STORED DATA —
-------
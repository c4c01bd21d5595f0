//! XML name validation and utilities
//!
//! Tags are always colon-free: the namespace of a mapped node is declared
//! separately, never folded into its tag.

use crate::error::{Result, SyntaxError};

/// Check if a string is a valid XML Name
pub fn is_valid_name(name: &str) -> bool {
    name.chars()
        .next()
        .map(|c| c.is_alphabetic() || c == '_')
        .unwrap_or(false)
        && name
            .chars()
            .all(|c| c.is_alphanumeric() || c == '_' || c == '-' || c == '.' || c == ':')
}

/// Check if a string is a valid NCName (non-colonized name)
pub fn is_valid_ncname(name: &str) -> bool {
    !name.contains(':') && is_valid_name(name)
}

/// Validate a tag declared on a schema or item.
///
/// Fails with a [`SyntaxError`] when the tag carries a namespace separator.
pub fn validate_tag(tag: &str) -> Result<()> {
    if tag.contains(':') {
        return Err(SyntaxError::new(
            "tag must not contain a namespace separator; declare the namespace separately",
        )
        .with_declaration(tag)
        .into());
    }
    if tag.is_empty() {
        return Err(SyntaxError::new("tag must not be empty").into());
    }
    Ok(())
}

/// Split a QName into prefix and local name
pub fn split_qname(qname: &str) -> (Option<&str>, &str) {
    if let Some((prefix, local)) = qname.split_once(':') {
        (Some(prefix), local)
    } else {
        (None, qname)
    }
}

/// Derive the default tag of a named type: the last `::` segment, lower-cased.
///
/// `"QuarterTest::Game"` becomes `"game"`.
pub fn default_tag(type_name: &str) -> Option<String> {
    let last = type_name.rsplit("::").next()?.trim();
    if last.is_empty() {
        None
    } else {
        Some(last.to_lowercase())
    }
}

/// Normalise an XML attribute name into an accessor name (`data-src` → `data_src`).
pub fn accessor_name(name: &str) -> String {
    name.replace('-', "_")
}
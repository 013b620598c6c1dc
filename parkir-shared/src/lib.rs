pub mod models;
pub mod pii;
pub mod sync;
-------
TASK TO CARRY OUT — Each line in the records above must be returned exactly as it stands.

REPLY —
repository c4c01bd21d5595f0
//! XML name validation and utilities
//!
//! Tags are always colon-free: the namespace of a mapped node is declared
//! separately, never folded into its tag.

use crate::error::{Result, SyntaxError};

/// Check if a string is a valid XML Name
pub fn is_valid_name(name: &str) -> bool {
    name.chars()
        .next()
        .map(|c| c.is_alphabetic() || c == '_')
        .unwrap_or(false)
        && name
            .chars()
            .all(|c| c.is_alphanumeric() || c == '_' || c == '-' || c == '.' || c == ':')
}

/// Check if a string is a valid NCName (non-colonized name)
pub fn is_valid_ncname(name: &str) -> bool {
    !name.contains(':') && is_valid_name(name)
}

/// Validate a tag declared on a schema or item.
///
/// Fails with a [`SyntaxError`] when the tag carries a namespace separator.
pub fn validate_tag(tag: &str) -> Result<()> {
    if tag.contains(':') {
        return Err(SyntaxError::new(
            "tag must not contain a namespace separator; declare the namespace separately",
        )
        .with_declaration(tag)
        .into());
    }
    if tag.is_empty() {
        return Err(SyntaxError::new("tag must not be empty").into());
    }
    Ok(())
}

/// Split a QName into prefix and local name
pub fn split_qname(qname: &str) -> (Option<&str>, &str) {
    if let Some((prefix, local)) = qname.split_once(':') {
        (Some(prefix), local)
    } else {
        (None, qname)
    }
}

/// Derive the default tag of a named type: the last `::` segment, lower-cased.
///
/// `"QuarterTest::Game"` becomes `"game"`.
pub fn default_tag(type_name: &str) -> Option<String> {
    let last = type_name.rsplit("::").next()?.trim();
    if last.is_empty() {
        None
    } else {
        Some(last.to_lowercase())
    }
}

/// Normalise an XML attribute name into an accessor name (`data-src` → `data_src`).
pub fn accessor_name(name: &str) -> String {
    name.replace('-', "_")
}
repository 013b620598c6c1dc
filename parkir-shared/src/lib.rs
pub mod models;
pub mod pii;
pub mod sync;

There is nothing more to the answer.